The transit of commodity vessels through the Strait of Hormuz has seen a notable increase since the signing of a memorandum of understanding between the US and Iran to end the war, according to trade intelligence provider Kpler.
An average of 26 commodity vessels have been passing through the crucial waterway everyday since the signing of the interim agreement on June 17, as compared to 10 vessels averaging daily during the conflict. However, the figure is still a long way from the pre-war average of 88 vessels a day, Kpler said.
The number of vessels transiting the strait is expected to gradually increase in the coming weeks, barring any setbacks to the ongoing peace negotiations between the US and Iran, Matthew Wright, senior manager of freight at Kpler, told.

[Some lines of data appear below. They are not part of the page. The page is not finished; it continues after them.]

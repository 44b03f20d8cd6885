//! CLI binary for aadhaar-qr.
//!
//! A thin shim over the library crate that maps CLI flags to
//! `ExtractionConfig` and prints the decoded record.

use aadhaar_qr::{
    extract, extract_to_file, install_help, AadhaarQrError, ExtractionConfig,
    ExtractionProgressCallback, IdentityRecord, ProgressCallback, StrategyKind,
};
use anyhow::{Context, Result};
use clap::Parser;
use indicatif::{ProgressBar, ProgressStyle};
use std::io;
use std::path::PathBuf;
use std::sync::Arc;
use std::time::Duration;
use tracing_subscriber::EnvFilter;

// ── ANSI colour helpers (no extra deps) ──────────────────────────────────────

fn green(s: &str) -> String {
    format!("\x1b[32m{s}\x1b[0m")
}
fn red(s: &str) -> String {
    format!("\x1b[31m{s}\x1b[0m")
}
fn dim(s: &str) -> String {
    format!("\x1b[2m{s}\x1b[0m")
}
fn bold(s: &str) -> String {
    format!("\x1b[1m{s}\x1b[0m")
}

// ── CLI progress callback using indicatif ────────────────────────────────────

/// Terminal progress callback: a spinner naming the current strategy, plus
/// one log line per strategy that gave up.
struct CliProgressCallback {
    bar: ProgressBar,
}

impl CliProgressCallback {
    fn new() -> Arc<Self> {
        let bar = ProgressBar::new_spinner();
        let style = ProgressStyle::with_template("{spinner:.cyan} {prefix:.bold}  {msg}")
            .unwrap_or_else(|_| ProgressStyle::default_spinner())
            .tick_strings(&["⠋", "⠙", "⠹", "⠸", "⠼", "⠴", "⠦", "⠧", "⠇", "⠏", "⠿"]);
        bar.set_style(style);
        bar.set_prefix("Preparing");
        bar.set_message("Opening PDF…");
        bar.enable_steady_tick(Duration::from_millis(80));
        Arc::new(Self { bar })
    }
}

impl ExtractionProgressCallback for CliProgressCallback {
    fn on_strategy_start(&self, strategy: StrategyKind, position: usize, total: usize) {
        self.bar.set_prefix(format!("[{position}/{total}] {strategy}"));
        self.bar.set_message("rendering…");
    }

    fn on_page(&self, _strategy: StrategyKind, page_num: usize) {
        self.bar.set_message(format!("scanning page {page_num}"));
    }

    fn on_strategy_failed(&self, strategy: StrategyKind, reason: &str) {
        // Keep one line per strategy even for long tool diagnostics.
        let msg = match reason.char_indices().nth(100) {
            Some((cut, _)) => format!("{}\u{2026}", &reason[..cut]),
            None => reason.to_string(),
        };
        self.bar.println(format!(
            "  {} {:<8} {}",
            red("✗"),
            strategy.name(),
            dim(&msg)
        ));
    }

    fn on_extraction_complete(&self, winner: Option<StrategyKind>) {
        self.bar.finish_and_clear();
        if let Some(strategy) = winner {
            eprintln!("{} QR code decoded using {}", green("✔"), bold(strategy.name()));
        }
    }
}

const AFTER_HELP: &str = r#"EXAMPLES:
  # Print the decoded details
  aadhaar-qr eaadhaar.pdf --password KASH2005

  # Save as JSON
  aadhaar-qr eaadhaar.pdf --password KASH2005 -o details.json

  # Only use the system rasterisers
  aadhaar-qr eaadhaar.pdf --password KASH2005 --strategies system,decrypt

  # JSON on stdout, no progress
  aadhaar-qr eaadhaar.pdf --json > details.json

STRATEGIES (tried in this order by default):
  pdfium    pdfium library, renders page by page
  poppler   pdftoppm
  system    Ghostscript, falling back to ImageMagick
  decrypt   pdftk (or qpdf) removes the password, then pdftoppm

ENVIRONMENT VARIABLES:
  AADHAAR_QR_PASSWORD        PDF password
  PDFIUM_LIB_PATH            pdfium shared library or its directory
  AADHAAR_QR_PDFTOPPM_PATH   pdftoppm binary
  AADHAAR_QR_GS_PATH         Ghostscript binary
  AADHAAR_QR_MAGICK_PATH     ImageMagick binary
  AADHAAR_QR_PDFTK_PATH      pdftk binary
  AADHAAR_QR_QPDF_PATH       qpdf binary
  RUST_LOG                   log filter (overrides -v / -q)

The e-Aadhaar password is usually the first four letters of the name in
capitals followed by the year of birth (e.g. KASH2005).
"#;

/// Extract identity details from the QR code of an e-Aadhaar PDF.
#[derive(Parser, Debug)]
#[command(
    name = "aadhaar-qr",
    version,
    about = "Extract identity details from the QR code of an e-Aadhaar PDF",
    arg_required_else_help = true,
    color = clap::ColorChoice::Auto,
    after_long_help = AFTER_HELP
)]
struct Cli {
    /// Path to the e-Aadhaar PDF.
    pdf: PathBuf,

    /// PDF password.
    #[arg(short, long, env = "AADHAAR_QR_PASSWORD", default_value = "", hide_env_values = true)]
    password: String,

    /// Write the record as JSON to this file.
    #[arg(short, long, env = "AADHAAR_QR_OUTPUT")]
    output: Option<PathBuf>,

    /// Print the record as JSON on stdout instead of a summary.
    #[arg(long, env = "AADHAAR_QR_JSON")]
    json: bool,

    /// Comma-separated strategies to try, in order.
    #[arg(long, env = "AADHAAR_QR_STRATEGIES", value_delimiter = ',',
          default_value = "pdfium,poppler,system,decrypt")]
    strategies: Vec<StrategyKind>,

    /// Rendering DPI for pdfium, Ghostscript and ImageMagick (72–600).
    #[arg(long, env = "AADHAAR_QR_DPI", default_value_t = 300,
          value_parser = clap::value_parser!(u32).range(72..=600))]
    dpi: u32,

    /// Parent directory for the per-run scratch folder (removed afterwards).
    #[arg(long, env = "AADHAAR_QR_WORK_DIR")]
    work_dir: Option<PathBuf>,

    /// pdfium shared library file or directory.
    #[arg(long, env = "PDFIUM_LIB_PATH")]
    pdfium_lib: Option<PathBuf>,

    /// Disable the progress spinner.
    #[arg(long, env = "AADHAAR_QR_NO_PROGRESS")]
    no_progress: bool,

    /// Enable DEBUG-level tracing logs.
    #[arg(short, long, env = "AADHAAR_QR_VERBOSE")]
    verbose: bool,

    /// Suppress all output except errors and the result.
    #[arg(short, long, env = "AADHAAR_QR_QUIET")]
    quiet: bool,
}

#[tokio::main]
async fn main() -> Result<()> {
    let cli = Cli::parse();

    // ── Logging setup ────────────────────────────────────────────────────
    // The spinner gives all the feedback that matters; keep library INFO
    // logs out of its way unless asked for.
    let show_progress = !cli.quiet && !cli.no_progress && !cli.json;
    let filter = if cli.verbose {
        "debug"
    } else if cli.quiet || show_progress {
        "error"
    } else {
        "info"
    };

    tracing_subscriber::fmt()
        .with_env_filter(
            EnvFilter::try_from_default_env().unwrap_or_else(|_| EnvFilter::new(filter)),
        )
        .with_writer(io::stderr)
        .init();

    let progress_cb: Option<ProgressCallback> = if show_progress {
        Some(CliProgressCallback::new() as Arc<dyn ExtractionProgressCallback>)
    } else {
        None
    };
    let config = build_config(&cli, progress_cb)?;

    // ── Run extraction ───────────────────────────────────────────────────
    let result = match cli.output {
        Some(ref output_path) => {
            extract_to_file(&cli.pdf, &cli.password, output_path, &config).await
        }
        None => extract(&cli.pdf, &cli.password, &config).await,
    };

    let record = match result {
        Ok(record) => record,
        Err(e @ AadhaarQrError::AllStrategiesFailed { .. }) => {
            eprintln!("{} {}", red("✘"), e);
            eprintln!();
            eprintln!("{}", install_help());
            std::process::exit(1);
        }
        Err(e) => return Err(e).context("Extraction failed"),
    };

    if cli.json {
        let json = serde_json::to_string_pretty(&record.without_raw_data())
            .context("Failed to serialise record")?;
        println!("{json}");
    } else {
        print_record(&record);
    }

    if let Some(ref output_path) = cli.output {
        if !cli.quiet {
            eprintln!("{}  saved  →  {}", green("✔"), bold(&output_path.display().to_string()));
        }
    }

    Ok(())
}

/// Map CLI args to `ExtractionConfig`.
fn build_config(cli: &Cli, progress: Option<ProgressCallback>) -> Result<ExtractionConfig> {
    let mut builder = ExtractionConfig::builder()
        .strategies(cli.strategies.clone())
        .pdfium_dpi(cli.dpi)
        .rasterizer_dpi(cli.dpi);

    if let Some(ref dir) = cli.work_dir {
        builder = builder.work_dir(dir);
    }
    if let Some(ref lib) = cli.pdfium_lib {
        builder = builder.pdfium_library_path(lib);
    }
    if let Some(cb) = progress {
        builder = builder.progress_callback(cb);
    }

    builder.build().context("Invalid configuration")
}

fn print_record(record: &IdentityRecord) {
    let rows = [
        ("Name", record.name.as_deref()),
        ("Aadhaar", record.aadhaar_number.as_deref()),
        ("DOB", record.date_of_birth.as_deref()),
        ("Gender", record.gender.as_deref()),
        ("Care of", record.care_of.as_deref()),
        ("Mobile", record.mobile.as_deref()),
        ("Email", record.email.as_deref()),
    ];

    println!("{}", bold("Extracted Aadhaar details"));
    for (label, value) in rows {
        if let Some(value) = value {
            println!("  {:<9} {}", format!("{label}:"), value);
        }
    }
    if record.has_address() {
        println!("  {:<9} {}", "Address:", record.format_address());
    }
}
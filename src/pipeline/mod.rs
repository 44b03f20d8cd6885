//! Pipeline stages for Aadhaar QR extraction.
//!
//! Each submodule implements exactly one step, so each can be tested alone
//! and a rendering backend can be swapped without touching the others.
//!
//! ## Data Flow
//!
//! ```text
//! input ──▶ render ──▶ preprocess ──▶ decode ──▶ parse
//! (path)    (S1..S4)   (grey+sharpen)  (rqrr)     (key="value")
//!              │
//!              └── artifacts (request-scoped temp files, always cleaned)
//! ```
//!
//! 1. [`input`]      — validate the PDF path; carries the password
//! 2. [`render`]     — one [`render::Renderer`] per strategy, pages in order
//! 3. [`preprocess`] — greyscale, contrast stretch, sharpen → RGBA buffer
//! 4. [`decode`]     — find and decode the first QR symbol on the page
//! 5. [`parse`]      — turn the payload into an [`crate::IdentityRecord`]
//!
//! The orchestrator in [`crate::extract`] stops at the first page that
//! decodes; later pages and strategies never run.

pub mod artifacts;
pub mod decode;
pub mod input;
pub mod parse;
pub mod preprocess;
pub mod render;
use thiserror::Error;

/// An error returned by the filter constructors and by `add`.
#[derive(Error, Debug, Clone, PartialEq)]
pub enum FilterError {
    /// A construction parameter is out of range.
    #[error("invalid parameter `{name}` (expected {expected}, found: {found})")]
    InvalidParameter {
        name: &'static str,
        expected: &'static str,
        found: String,
    },
    /// The filter already holds as many items as it was sized for.
    #[error("filter is at capacity ({capacity} items)")]
    Overload { capacity: u32 },
}

pub type Result<T> = std::result::Result<T, FilterError>;
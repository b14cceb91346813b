use crate::error::Result;

pub trait Filter {
    /// n -- number of elements to insert
    /// f -- the false positive rate
    fn new(n: u32, f: f64) -> Result<Self>
    where
        Self: Sized;

    /// Returns `Ok(false)` when every bit of `value` was already set, i.e.
    /// nothing new was recorded and the item counter did not move.
    fn add<K: AsRef<[u8]> + ?Sized>(&mut self, value: &K) -> Result<bool>;

    fn contains<K: AsRef<[u8]> + ?Sized>(&self, value: &K) -> bool;

    /// Number of bits (m).
    fn get_size(&self) -> usize;
}
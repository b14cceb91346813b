mod base;
mod bloom_filter;

pub use self::base::Filter;
pub use self::bloom_filter::BloomFilter;
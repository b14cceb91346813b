use std::collections::HashSet;
use criterion::{criterion_group, criterion_main, Criterion};
use rand::distributions::Uniform;
use rand::{Rng, thread_rng};
use rand::prelude::IteratorRandom;
use setfilter::{BloomFilter, Filter, FilterConfig, OverloadPolicy};

pub fn lookup_values(c: &mut Criterion) {
    let mut bf = BloomFilter::new(10u32.pow(6), 0.02).unwrap();
    let mut track_inserted = HashSet::new();

    let mut rng = thread_rng();
    let distribution = Uniform::new_inclusive(0, 10u64.pow(12));
    while track_inserted.len() < 10usize.pow(6) {
        let value = rng.sample(distribution).to_be_bytes();
        if track_inserted.insert(value) {
            bf.add(&value).unwrap();
        }
    }

    let mut bgroup = c.benchmark_group("lookup-values");
    bgroup.bench_function("lookup-random-values",
                     |b|
                         b.iter(||
                             bf.contains(
                                 &rng.sample(distribution).to_be_bytes()
                             )
                         ));

    bgroup.bench_function("lookup-inserted-values",
                     |b|
                         b.iter(||
                             bf.contains(track_inserted.iter().choose(&mut rng).unwrap())
                         ));
}

pub fn add_values(c: &mut Criterion) {
    let config = FilterConfig::new(10u32.pow(6), 0.02).with_overload_policy(OverloadPolicy::Warn);
    let mut bf = BloomFilter::with_config(config).unwrap();
    let mut rng = thread_rng();

    c.bench_function("add-random-values",
                     |b|
                         b.iter(||
                             bf.add(&rng.gen::<u64>().to_be_bytes()).unwrap()
                         ));
}

criterion_group!(benches, lookup_values, add_values);
criterion_main!(benches);
pub mod capture;
pub mod production;
pub mod registry;
pub mod term;

pub use capture::{
  capture_node_array, capture_single_node, capture_single_node_or_null, capture_token, capture_token_text, capture_tokens, CaptureBox,
  Captures, NUM_CAPTURES,
};
pub use production::Production;
pub use registry::production;
pub use term::{and, capture as capture_term, cut, one_of, optional, prod, term, zero_or_more, ProductionId, Term};
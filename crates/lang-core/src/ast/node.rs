//! The abstract syntax tree. One flat enum rather than a trait-object
//! hierarchy: every variant carries its originating token for diagnostics,
//! and ownership is strictly a tree (`Box`/`Vec`, no shared or cyclic
//! references).

use crate::token::Token;

#[derive(Debug, Clone, PartialEq)]
pub enum BinaryOperator {
  Add,
  Subtract,
  Multiply,
  Divide,
  Modulo,
  Equals,
  NotEquals,
  LessThan,
  LessThanEquals,
  GreaterThan,
  GreaterThanEquals,
  And,
  Or,
}

#[derive(Debug, Clone, PartialEq)]
pub enum Node {
  // --- top level ---------------------------------------------------
  Program { token: Token, members: Vec<Node> },
  Procedure {
    token: Token,
    name: Token,
    parameters: Vec<Node>,
    return_type: Option<Box<Node>>,
    body: Box<Node>,
  },
  Parameter { token: Token, name: Token, type_ref: Box<Node> },
  Field { token: Token, name: Token, type_ref: Box<Node> },
  Body { token: Token, statements: Vec<Node> },

  // --- type references ----------------------------------------------
  NamedType { token: Token, name: Token },
  ListType { token: Token, element: Box<Node> },
  MapType { token: Token, key: Box<Node>, value: Box<Node> },
  OptionalType { token: Token, inner: Box<Node> },
  RecordType { token: Token, fields: Vec<Node> },

  // --- statements ----------------------------------------------------
  AssignStatement { token: Token, target: Box<Node>, value: Box<Node> },
  DimStatement { token: Token, name: Token, type_ref: Box<Node>, value: Option<Box<Node>> },
  DimListStatement { token: Token, name: Token, element_type: Box<Node> },
  DimMapStatement { token: Token, name: Token, key_type: Box<Node>, value_type: Box<Node> },
  ConstStatement { token: Token, name: Token, value: Box<Node> },
  CallStatement { token: Token, call: Box<Node> },
  ReturnStatement { token: Token, value: Option<Box<Node>> },
  IfStatement {
    token: Token,
    condition: Box<Node>,
    then_body: Box<Node>,
    else_if_clauses: Vec<(Node, Node)>,
    else_body: Option<Box<Node>>,
  },
  SelectCaseStatement {
    token: Token,
    subject: Box<Node>,
    cases: Vec<(Vec<Node>, Node)>,
    else_body: Option<Box<Node>>,
  },
  ForStatement {
    token: Token,
    loop_variable: Token,
    start: Box<Node>,
    end: Box<Node>,
    step: Option<Box<Node>>,
    body: Box<Node>,
  },
  ForEachStatement { token: Token, loop_variable: Token, collection: Box<Node>, body: Box<Node> },
  WhileStatement { token: Token, condition: Box<Node>, body: Box<Node> },
  DoStatement { token: Token, body: Box<Node>, condition: Box<Node>, test_at_end: bool, until: bool },
  TryStatement {
    token: Token,
    body: Box<Node>,
    catch_body: Option<Box<Node>>,
    finally_body: Option<Box<Node>>,
  },
  ThrowStatement { token: Token, code: Box<Node>, message: Box<Node> },
  RethrowStatement { token: Token },
  ExitStatement { token: Token },
  ContinueStatement { token: Token },
  GroupStatement { token: Token, name: Token, source: Box<Node>, key: Box<Node>, into: Token, body: Box<Node> },
  JoinStatement {
    token: Token,
    name: Token,
    collection: Box<Node>,
    join_body: Box<Node>,
  },

  // --- expressions -----------------------------------------------------
  LiteralBool { token: Token, value: bool },
  LiteralNumber { token: Token, text: std::string::String },
  LiteralString { token: Token, value: std::string::String },
  LiteralArray { token: Token, elements: Vec<Node> },
  LiteralRecord { token: Token, fields: Vec<(Token, Node)> },
  SymbolReference { token: Token, name: Token },
  CallExpression { token: Token, callee: Token, arguments: Vec<Node> },
  DottedAccess { token: Token, target: Box<Node>, member: Token },
  ConvertAs { token: Token, value: Box<Node>, type_ref: Box<Node> },
  NotExpression { token: Token, operand: Box<Node> },
  BinaryExpression { token: Token, operator: BinaryOperator, left: Box<Node>, right: Box<Node> },
}

impl Node {
  pub fn token(&self) -> &Token {
    match self {
      Node::Program { token, .. }
      | Node::Procedure { token, .. }
      | Node::Parameter { token, .. }
      | Node::Field { token, .. }
      | Node::Body { token, .. }
      | Node::NamedType { token, .. }
      | Node::ListType { token, .. }
      | Node::MapType { token, .. }
      | Node::OptionalType { token, .. }
      | Node::RecordType { token, .. }
      | Node::AssignStatement { token, .. }
      | Node::DimStatement { token, .. }
      | Node::DimListStatement { token, .. }
      | Node::DimMapStatement { token, .. }
      | Node::ConstStatement { token, .. }
      | Node::CallStatement { token, .. }
      | Node::ReturnStatement { token, .. }
      | Node::IfStatement { token, .. }
      | Node::SelectCaseStatement { token, .. }
      | Node::ForStatement { token, .. }
      | Node::ForEachStatement { token, .. }
      | Node::WhileStatement { token, .. }
      | Node::DoStatement { token, .. }
      | Node::TryStatement { token, .. }
      | Node::ThrowStatement { token, .. }
      | Node::RethrowStatement { token, .. }
      | Node::ExitStatement { token, .. }
      | Node::ContinueStatement { token, .. }
      | Node::GroupStatement { token, .. }
      | Node::JoinStatement { token, .. }
      | Node::LiteralBool { token, .. }
      | Node::LiteralNumber { token, .. }
      | Node::LiteralString { token, .. }
      | Node::LiteralArray { token, .. }
      | Node::LiteralRecord { token, .. }
      | Node::SymbolReference { token, .. }
      | Node::CallExpression { token, .. }
      | Node::DottedAccess { token, .. }
      | Node::ConvertAs { token, .. }
      | Node::NotExpression { token, .. }
      | Node::BinaryExpression { token, .. } => token,
    }
  }
}
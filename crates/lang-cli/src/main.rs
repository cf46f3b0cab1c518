//! A minimal demonstration harness for the bytecode interpreter, not a
//! general-purpose front end: it hand-assembles a tiny program with
//! `InstructionWriter` and runs it to completion against the console.
//! A real front end would compile `lang_core::parse_program` output
//! into a `lang_vm::bytecode::Program` instead.

use std::io::{stdin, stdout, BufReader};

use clap::Parser;
use lang_vm::bytecode::{InstructionWriter, Opcode, Procedure, Program};
use lang_vm::Interpreter;
use log::info;

#[derive(Parser, Debug)]
#[command(about = "Runs a small hand-assembled demo program against the bytecode interpreter")]
struct Args {
  /// Procedure index to start execution at.
  #[arg(long, default_value_t = 0)]
  entry: usize,

  /// Maximum number of instructions to execute before stopping.
  #[arg(long, default_value_t = 10_000)]
  max_cycles: u64,
}

/// `PRINT "Hello, " ++ Chr(87) ++ "orld!"`
fn demo_program() -> Program {
  let code = InstructionWriter::new()
    .op(Opcode::LoadConstantStringX)
    .string("Hello, ")
    .op(Opcode::LoadConstantA)
    .i64(87)
    .op(Opcode::SystemCall)
    .u16(0)
    .op(Opcode::SetYFromX)
    .op(Opcode::LoadConstantStringX)
    .string("Hello, ")
    .op(Opcode::StringXConcatenateY)
    .op(Opcode::SetYFromX)
    .op(Opcode::LoadConstantStringX)
    .string("orld!")
    .op(Opcode::StringXConcatenateY)
    .op(Opcode::StringPrint)
    .op(Opcode::Exit)
    .finish();
  Program::new(vec![Procedure::new("main", 0, 0, 0, 0, code)], Vec::new(), Vec::new())
}

fn main() {
  env_logger::init();
  let args = Args::parse();

  let program = demo_program();
  let mut interpreter = Interpreter::new(&program, Box::new(BufReader::new(stdin())), Box::new(stdout()));
  interpreter.syscalls.register(lang_vm::syscall::syscall_chr);

  if let Err(err) = interpreter.init(args.entry) {
    eprintln!("failed to start procedure {}: {err}", args.entry);
    std::process::exit(1);
  }

  loop {
    match interpreter.run(args.max_cycles) {
      Ok(true) => info!("cycle budget exhausted, resuming"),
      Ok(false) => break,
      Err(err) => {
        eprintln!("fatal interpreter error: {err}");
        std::process::exit(1);
      }
    }
  }

  if interpreter.has_error() {
    eprintln!("program ended with a pending error: {}", interpreter.error_message());
    std::process::exit(1);
  }
}
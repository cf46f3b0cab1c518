use crate::ast::Node;
use crate::grammar::{
  and, capture_node_array, capture_single_node, capture_term, capture_token, cut, one_of, optional, prod, term, zero_or_more, Captures,
  Production, ProductionId,
};
use crate::token::{Token, TokenKind};

use super::passthrough;

pub(crate) fn install(set: &mut impl FnMut(ProductionId, Production)) {
  set(super::TYPE, type_production());
  set(super::NAMED_TYPE, named_type());
  set(super::LIST_TYPE, list_type());
  set(super::MAP_TYPE, map_type());
  set(super::OPTIONAL_TYPE, optional_type());
  set(super::RECORD_TYPE, record_type());
  set(super::RECORD_FIELD, record_field());
}

fn type_production() -> Production {
  let term = one_of(vec![
    capture_term(0, prod(super::LIST_TYPE)),
    capture_term(0, prod(super::MAP_TYPE)),
    capture_term(0, prod(super::OPTIONAL_TYPE)),
    capture_term(0, prod(super::RECORD_TYPE)),
    capture_term(0, prod(super::NAMED_TYPE)),
  ]);
  Production::new("Type", term, passthrough)
}

fn named_type() -> Production {
  let kind = one_of(vec![
    term(TokenKind::Boolean),
    term(TokenKind::Number),
    term(TokenKind::String),
    term(TokenKind::Date),
    term(TokenKind::DateTime),
    term(TokenKind::DateTimeOffset),
    term(TokenKind::TimeSpan),
    term(TokenKind::TimeZone),
  ]);
  let t = capture_term(0, kind);
  fn build(c: &Captures, _first: &Token) -> Node {
    let tok = capture_token(c, 0).clone();
    Node::NamedType { token: tok.clone(), name: tok }
  }
  Production::new("NamedType", t, build)
}

fn list_type() -> Production {
  let t = and(vec![term(TokenKind::List), term(TokenKind::Of), cut(), capture_term(0, prod(super::TYPE))]);
  fn build(c: &Captures, first: &Token) -> Node {
    Node::ListType { token: first.clone(), element: Box::new(capture_single_node(c, 0).clone()) }
  }
  Production::new("ListType", t, build)
}

fn map_type() -> Production {
  let t = and(vec![
    term(TokenKind::Map),
    term(TokenKind::From),
    cut(),
    capture_term(0, prod(super::TYPE)),
    term(TokenKind::To),
    capture_term(1, prod(super::TYPE)),
  ]);
  fn build(c: &Captures, first: &Token) -> Node {
    Node::MapType {
      token: first.clone(),
      key: Box::new(capture_single_node(c, 0).clone()),
      value: Box::new(capture_single_node(c, 1).clone()),
    }
  }
  Production::new("MapType", t, build)
}

fn optional_type() -> Production {
  let t = and(vec![term(TokenKind::Optional), cut(), capture_term(0, prod(super::TYPE))]);
  fn build(c: &Captures, first: &Token) -> Node {
    Node::OptionalType { token: first.clone(), inner: Box::new(capture_single_node(c, 0).clone()) }
  }
  Production::new("OptionalType", t, build)
}

fn record_type() -> Production {
  let field = capture_term(0, prod(super::RECORD_FIELD));
  let more_fields = zero_or_more(and(vec![term(TokenKind::Comma), capture_term(0, prod(super::RECORD_FIELD))]));
  let t = and(vec![term(TokenKind::Record), cut(), optional(vec![field, more_fields]), term(TokenKind::End), term(TokenKind::Record)]);
  fn build(c: &Captures, first: &Token) -> Node {
    Node::RecordType { token: first.clone(), fields: capture_node_array(c, 0).to_vec() }
  }
  Production::new("RecordType", t, build)
}

fn record_field() -> Production {
  let t = and(vec![capture_term(0, term(TokenKind::Identifier)), term(TokenKind::As), cut(), capture_term(1, prod(super::TYPE))]);
  fn build(c: &Captures, _first: &Token) -> Node {
    let name = capture_token(c, 0).clone();
    Node::Field { token: name.clone(), name, type_ref: Box::new(capture_single_node(c, 1).clone()) }
  }
  Production::new("RecordField", t, build)
}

"Rather than a conventional 'queue,' what we observe is vessels holding off and repositioning on the approaches - carriers waiting in the Gulf of Oman and around the entrance to Hormuz, and a backlog of ballast carriers that need to re-enter the Gulf before loading can normalize," Wright said.
"We'd be cautious about putting a single precise 'number waiting' on the record, because many vessels are switching off their AIS transponders during transit, which makes a live count unreliable."
According to Wright, freight rates for very large crude carriers have risen in recent days, incentivizing shipowners to enter the Middle East Gulf. While rates are expected to ease as more vessels return to the region, the normalization process is likely to take several weeks.
Insurance costs are expected to remain elevated during the initial stages of the strait's reopening, while insurance requirements and operational procedures remain among the key uncertainties faced by shipowners, he said.
"On tanker availability specifically, the constraint right now is positioning rather than absolute fleet supply: because so many ballast carriers were kept out of the Gulf, loading activity can't fully normalise until they return, which is exactly the movement we've started to track this past week," Wright said.